Stored items

=====

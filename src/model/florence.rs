// 该文件是 Shijing （视镜） 项目的一部分。
// src/model/florence.rs - 任务提示词视觉模型
//
// 本程序遵循 GNU Affero 通用公共许可证（AGPL）许可协议。
// 本程序的发布旨在提供实用价值，但不作任何形式的担保，
// 包括但不限于对适销性或特定用途适用性的默示担保。
// 更多详情请参阅 GNU 通用公共许可证。
//
// Copyright (C) 2026 Johann Li <me@qinka.pro>, ETVP

use image::RgbImage;
use serde::{Deserialize, Serialize};
use serde_json::Value;
use tracing::{debug, info};
use url::Url;

use crate::{
  FromUrl, FromUrlWithScheme,
  frame::encode_jpeg_base64,
  geometry::BBox,
  model::{Endpoint, Model, ModelError, check_status, http_client, timeout_from_url},
};

const DEFAULT_MAX_NEW_TOKENS: u32 = 1024;
const DEFAULT_NUM_BEAMS: u32 = 3;

/// 任务提示词
#[derive(Debug, Clone, Copy, PartialEq, Eq)]
pub enum FlorenceTask {
  Ocr,
  OcrWithRegion,
  ObjectDetection,
  PhraseGrounding,
  Caption,
}

impl FlorenceTask {
  pub fn token(&self) -> &'static str {
    match self {
      FlorenceTask::Ocr => "<OCR>",
      FlorenceTask::OcrWithRegion => "<OCR_WITH_REGION>",
      FlorenceTask::ObjectDetection => "<OD>",
      FlorenceTask::PhraseGrounding => "<CAPTION_TO_PHRASE_GROUNDING>",
      FlorenceTask::Caption => "<CAPTION>",
    }
  }
}

/// 带标签的检测框
#[derive(Debug, Clone, PartialEq, Serialize)]
pub struct LabeledBox {
  pub bbox: BBox,
  pub label: String,
}

/// 带文字的四边形区域，`quad_box` 为四个顶点 `[x1, y1, ..., x4, y4]`
#[derive(Debug, Clone, PartialEq, Serialize)]
pub struct TextRegion {
  pub quad_box: [f32; 8],
  pub label: String,
}

/// 解析后的任务输出
#[derive(Debug, Clone, PartialEq)]
pub enum TaskOutput {
  Text(String),
  Boxes(Vec<LabeledBox>),
  Regions(Vec<TextRegion>),
}

impl TaskOutput {
  pub fn into_text(self) -> Result<String, ModelError> {
    match self {
      TaskOutput::Text(text) => Ok(text),
      other => Err(ModelError::UnexpectedOutput(format!("期望文本, 得到 {:?}", other))),
    }
  }

  pub fn into_boxes(self) -> Result<Vec<LabeledBox>, ModelError> {
    match self {
      TaskOutput::Boxes(boxes) => Ok(boxes),
      other => Err(ModelError::UnexpectedOutput(format!("期望检测框, 得到 {:?}", other))),
    }
  }

  pub fn into_regions(self) -> Result<Vec<TextRegion>, ModelError> {
    match self {
      TaskOutput::Regions(regions) => Ok(regions),
      other => Err(ModelError::UnexpectedOutput(format!("期望文字区域, 得到 {:?}", other))),
    }
  }
}

#[derive(Debug, Deserialize)]
struct BoxesPayload {
  bboxes: Vec<[f32; 4]>,
  labels: Vec<String>,
}

#[derive(Debug, Deserialize)]
struct RegionsPayload {
  quad_boxes: Vec<[f32; 8]>,
  labels: Vec<String>,
}

/// 解析以任务提示词为键的后处理结果
pub fn parse_task_output(task: FlorenceTask, mut response: Value) -> Result<TaskOutput, ModelError> {
  let payload = response
    .get_mut(task.token())
    .map(Value::take)
    .ok_or_else(|| ModelError::UnexpectedOutput(format!("响应中缺少 {}", task.token())))?;

  match task {
    FlorenceTask::Ocr | FlorenceTask::Caption => match payload {
      Value::String(text) => Ok(TaskOutput::Text(text.trim().to_string())),
      other => Err(ModelError::UnexpectedOutput(format!("期望字符串, 得到 {}", other))),
    },
    FlorenceTask::ObjectDetection | FlorenceTask::PhraseGrounding => {
      let BoxesPayload { bboxes, labels } = serde_json::from_value(payload)?;
      if bboxes.len() != labels.len() {
        return Err(ModelError::UnexpectedOutput(format!(
          "检测框数量 {} 与标签数量 {} 不一致",
          bboxes.len(),
          labels.len()
        )));
      }
      Ok(TaskOutput::Boxes(
        bboxes
          .into_iter()
          .zip(labels)
          .map(|(bbox, label)| LabeledBox {
            bbox: BBox(bbox),
            label,
          })
          .collect(),
      ))
    }
    FlorenceTask::OcrWithRegion => {
      let RegionsPayload { quad_boxes, labels } = serde_json::from_value(payload)?;
      if quad_boxes.len() != labels.len() {
        return Err(ModelError::UnexpectedOutput(format!(
          "文字区域数量 {} 与标签数量 {} 不一致",
          quad_boxes.len(),
          labels.len()
        )));
      }
      Ok(TaskOutput::Regions(
        quad_boxes
          .into_iter()
          .zip(labels)
          .map(|(quad_box, label)| TextRegion {
            quad_box,
            label: label.replace("</s>", "").trim().to_string(),
          })
          .collect(),
      ))
    }
  }
}

#[derive(Debug, Serialize)]
struct GenerateRequest<'a> {
  task: &'a str,
  text: &'a str,
  image: String,
  max_new_tokens: u32,
  num_beams: u32,
}

/// 通过任务提示词驱动的视觉模型服务（Florence-2）
///
/// 地址形如 `florence://host:port/florence?num_beams=3&max_new_tokens=1024`，
/// 请求发送到 `<path>/generate`。
pub struct FlorenceModel {
  endpoint: Endpoint,
  client: reqwest::blocking::Client,
  max_new_tokens: u32,
  num_beams: u32,
}

impl FromUrlWithScheme for FlorenceModel {
  const SCHEME: &'static str = "florence";
}

impl FromUrl for FlorenceModel {
  type Error = ModelError;

  fn from_url(url: &Url) -> Result<Self, Self::Error> {
    if url.scheme() != Self::SCHEME {
      return Err(ModelError::ModelPathError(format!(
        "模型路径必须使用 {} 方案",
        Self::SCHEME
      )));
    }

    let query_u32 = |key: &str, default: u32| {
      url
        .query_pairs()
        .find(|(k, _)| k == key)
        .and_then(|(_, v)| v.parse::<u32>().ok())
        .unwrap_or(default)
    };
    let endpoint = Endpoint::from_model_url(url, true)?;
    info!("任务模型 @ {}", endpoint.as_str());

    Ok(FlorenceModel {
      endpoint,
      client: http_client(timeout_from_url(url))?,
      max_new_tokens: query_u32("max_new_tokens", DEFAULT_MAX_NEW_TOKENS),
      num_beams: query_u32("num_beams", DEFAULT_NUM_BEAMS),
    })
  }
}

impl FlorenceModel {
  /// 执行一次任务，`text` 会追加在任务提示词之后
  pub fn run_task(
    &self,
    task: FlorenceTask,
    text: &str,
    image: &RgbImage,
  ) -> Result<TaskOutput, ModelError> {
    debug!("执行任务 {} {}", task.token(), text);
    let request = GenerateRequest {
      task: task.token(),
      text,
      image: encode_jpeg_base64(image)?,
      max_new_tokens: self.max_new_tokens,
      num_beams: self.num_beams,
    };

    let response = self
      .client
      .post(self.endpoint.join("generate"))
      .json(&request)
      .send()?;
    let value: Value = check_status(response)?.json()?;
    debug!("任务 {} 输出: {}", task.token(), value);
    parse_task_output(task, value)
  }
}

/// 只输出文本的单一任务（OCR 或描述）
pub struct FlorenceText {
  model: FlorenceModel,
  task: FlorenceTask,
}

impl FlorenceText {
  pub fn new(model: FlorenceModel, task: FlorenceTask) -> Self {
    Self { model, task }
  }
}

impl Model for FlorenceText {
  type Input = RgbImage;
  type Output = String;
  type Error = ModelError;

  fn infer(&self, input: &Self::Input) -> Result<Self::Output, Self::Error> {
    self.model.run_task(self.task, "", input)?.into_text()
  }
}

#[cfg(test)]
mod tests {
  use super::*;
  use serde_json::json;

  #[test]
  fn test_parse_ocr() {
    let output = parse_task_output(FlorenceTask::Ocr, json!({"<OCR>": " PARACETAMOL\n500mg "})).unwrap();
    assert_eq!(output, TaskOutput::Text("PARACETAMOL\n500mg".to_string()));
  }

  #[test]
  fn test_parse_object_detection() {
    let response = json!({
      "<OD>": {
        "bboxes": [[10.0, 20.0, 110.0, 140.0], [300.5, 40.0, 360.0, 100.0]],
        "labels": ["human face", "car"]
      }
    });
    let boxes = parse_task_output(FlorenceTask::ObjectDetection, response)
      .unwrap()
      .into_boxes()
      .unwrap();
    assert_eq!(boxes.len(), 2);
    assert_eq!(boxes[0].label, "human face");
    assert_eq!(boxes[0].bbox, BBox::new(10.0, 20.0, 110.0, 140.0));
    assert_eq!(boxes[1].label, "car");
  }

  #[test]
  fn test_parse_grounding_uses_its_own_key() {
    let response = json!({"<OD>": {"bboxes": [], "labels": []}});
    assert!(parse_task_output(FlorenceTask::PhraseGrounding, response).is_err());
  }

  #[test]
  fn test_parse_rejects_mismatched_lengths() {
    let response = json!({"<OD>": {"bboxes": [[0.0, 0.0, 1.0, 1.0]], "labels": []}});
    assert!(matches!(
      parse_task_output(FlorenceTask::ObjectDetection, response),
      Err(ModelError::UnexpectedOutput(_))
    ));
  }

  #[test]
  fn test_parse_ocr_with_region() {
    let response = json!({
      "<OCR_WITH_REGION>": {
        "quad_boxes": [[1.0, 2.0, 30.0, 2.0, 30.0, 12.0, 1.0, 12.0]],
        "labels": ["</s>EXP 12/2025"]
      }
    });
    let regions = parse_task_output(FlorenceTask::OcrWithRegion, response)
      .unwrap()
      .into_regions()
      .unwrap();
    assert_eq!(regions.len(), 1);
    assert_eq!(regions[0].label, "EXP 12/2025");
    assert_eq!(regions[0].quad_box[2], 30.0);
  }

  #[test]
  fn test_parse_ocr_with_region_rejects_mismatched_lengths() {
    let response = json!({
      "<OCR_WITH_REGION>": {
        "quad_boxes": [[1.0, 2.0, 30.0, 2.0, 30.0, 12.0, 1.0, 12.0]],
        "labels": ["EXP 12/2025", "MRP 35.00"]
      }
    });
    assert!(matches!(
      parse_task_output(FlorenceTask::OcrWithRegion, response),
      Err(ModelError::UnexpectedOutput(_))
    ));
  }

  #[test]
  fn test_wrong_output_kind() {
    assert!(TaskOutput::Text("x".into()).into_boxes().is_err());
    assert!(TaskOutput::Boxes(vec![]).into_text().is_err());
  }
}
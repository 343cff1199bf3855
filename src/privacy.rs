// 该文件是 Shijing （视镜） 项目的一部分。
// src/privacy.rs - 路人人脸打码
//
// 本程序遵循 GNU Affero 通用公共许可证（AGPL）许可协议。
// 本程序的发布旨在提供实用价值，但不作任何形式的担保，
// 包括但不限于对适销性或特定用途适用性的默示担保。
// 更多详情请参阅 GNU 通用公共许可证。
//
// Copyright (C) 2026 Johann Li <me@qinka.pro>, ETVP

use image::RgbImage;
use tracing::debug;

use crate::{
  geometry::{BBox, filter_boxes},
  model::{
    FlorenceModel, FlorenceTask, LabeledBox, MaskGenerator, MaskGeneratorWrapper, Model,
    ModelError,
  },
  pixelate::{DEFAULT_BLOCK_SIZE, pixelate_region},
};

pub const FACE_LABEL: &str = "human face";
pub const MAIN_SPEAKER_PHRASE: &str = "human face (main speaker)";

/// 只保留标签为人脸的检测框
pub fn face_boxes(items: Vec<LabeledBox>) -> Vec<BBox> {
  items
    .into_iter()
    .filter(|item| item.label == FACE_LABEL)
    .map(|item| item.bbox)
    .collect()
}

/// 人脸检测
pub trait FaceFinder: Send + Sync {
  /// 画面中所有人脸
  fn find_all_faces(&self, image: &RgbImage) -> Result<Vec<BBox>, ModelError>;

  /// 主讲人的人脸
  fn find_main_speakers(&self, image: &RgbImage) -> Result<Vec<BBox>, ModelError>;

  /// 去掉与主讲人重叠的人脸后剩下的路人
  fn find_passersby(&self, image: &RgbImage) -> Result<Vec<BBox>, ModelError> {
    let all_faces = self.find_all_faces(image)?;
    let main_speakers = self.find_main_speakers(image)?;
    let passersby = filter_boxes(&all_faces, &main_speakers);
    debug!(
      "人脸 {} 个, 主讲人 {} 个, 路人 {} 个",
      all_faces.len(),
      main_speakers.len(),
      passersby.len()
    );
    Ok(passersby)
  }
}

impl FaceFinder for FlorenceModel {
  fn find_all_faces(&self, image: &RgbImage) -> Result<Vec<BBox>, ModelError> {
    let items = self
      .run_task(FlorenceTask::ObjectDetection, "", image)?
      .into_boxes()?;
    Ok(face_boxes(items))
  }

  fn find_main_speakers(&self, image: &RgbImage) -> Result<Vec<BBox>, ModelError> {
    let items = self
      .run_task(FlorenceTask::PhraseGrounding, MAIN_SPEAKER_PHRASE, image)?
      .into_boxes()?;
    Ok(face_boxes(items))
  }
}

/// 打码对象
#[derive(Debug, Clone, Copy, PartialEq, Eq, Default)]
pub enum RedactTarget {
  #[default]
  Passersby,
  AllFaces,
}

/// 一帧的打码结果
#[derive(Debug, Clone)]
pub struct Redaction {
  pub image: RgbImage,
  /// 被打码的人脸框
  pub boxes: Vec<BBox>,
}

/// 检测人脸、生成掩码并像素化
pub struct FacePixelator<F = FlorenceModel, G = MaskGeneratorWrapper> {
  finder: F,
  masks: G,
  block_size: u32,
  target: RedactTarget,
}

impl<F: FaceFinder, G: MaskGenerator> FacePixelator<F, G> {
  pub fn new(finder: F, masks: G) -> Self {
    Self {
      finder,
      masks,
      block_size: DEFAULT_BLOCK_SIZE,
      target: RedactTarget::default(),
    }
  }

  pub fn with_block_size(mut self, block_size: u32) -> Self {
    self.block_size = block_size.max(1);
    self
  }

  pub fn with_target(mut self, target: RedactTarget) -> Self {
    self.target = target;
    self
  }

  /// 对一帧打码，没有目标时原样返回
  pub fn redact(&self, image: &RgbImage) -> Result<Redaction, ModelError> {
    let boxes = match self.target {
      RedactTarget::Passersby => self.finder.find_passersby(image)?,
      RedactTarget::AllFaces => self.finder.find_all_faces(image)?,
    };
    if boxes.is_empty() {
      return Ok(Redaction {
        image: image.clone(),
        boxes,
      });
    }

    let masks = self.masks.generate(image, &boxes)?;
    let image = pixelate_region(image, &masks, self.block_size);
    Ok(Redaction { image, boxes })
  }
}

impl<F: FaceFinder, G: MaskGenerator> Model for FacePixelator<F, G> {
  type Input = RgbImage;
  type Output = Redaction;
  type Error = ModelError;

  fn infer(&self, input: &Self::Input) -> Result<Self::Output, Self::Error> {
    self.redact(input)
  }
}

=====

◆ **WHAT YOU WILL DO**: Starting at the line that contains "#[derive(Debug, Clone, Copy, PartialEq, Eq, Default)]", write out every line through the last one in the data above, exactly as it stands.

◆ **YOUR RESPONSE**:
#[derive(Debug, Clone, Copy, PartialEq, Eq, Default)]
pub enum RedactTarget {
  #[default]
  Passersby,
  AllFaces,
}

/// 一帧的打码结果
#[derive(Debug, Clone)]
pub struct Redaction {
  pub image: RgbImage,
  /// 被打码的人脸框
  pub boxes: Vec<BBox>,
}

/// 检测人脸、生成掩码并像素化
pub struct FacePixelator<F = FlorenceModel, G = MaskGeneratorWrapper> {
  finder: F,
  masks: G,
  block_size: u32,
  target: RedactTarget,
}

impl<F: FaceFinder, G: MaskGenerator> FacePixelator<F, G> {
  pub fn new(finder: F, masks: G) -> Self {
    Self {
      finder,
      masks,
      block_size: DEFAULT_BLOCK_SIZE,
      target: RedactTarget::default(),
    }
  }

  pub fn with_block_size(mut self, block_size: u32) -> Self {
    self.block_size = block_size.max(1);
    self
  }

  pub fn with_target(mut self, target: RedactTarget) -> Self {
    self.target = target;
    self
  }

  /// 对一帧打码，没有目标时原样返回
  pub fn redact(&self, image: &RgbImage) -> Result<Redaction, ModelError> {
    let boxes = match self.target {
      RedactTarget::Passersby => self.finder.find_passersby(image)?,
      RedactTarget::AllFaces => self.finder.find_all_faces(image)?,
    };
    if boxes.is_empty() {
      return Ok(Redaction {
        image: image.clone(),
        boxes,
      });
    }

    let masks = self.masks.generate(image, &boxes)?;
    let image = pixelate_region(image, &masks, self.block_size);
    Ok(Redaction { image, boxes })
  }
}

impl<F: FaceFinder, G: MaskGenerator> Model for FacePixelator<F, G> {
  type Input = RgbImage;
  type Output = Redaction;
  type Error = ModelError;

  fn infer(&self, input: &Self::Input) -> Result<Self::Output, Self::Error> {
    self.redact(input)
  }
}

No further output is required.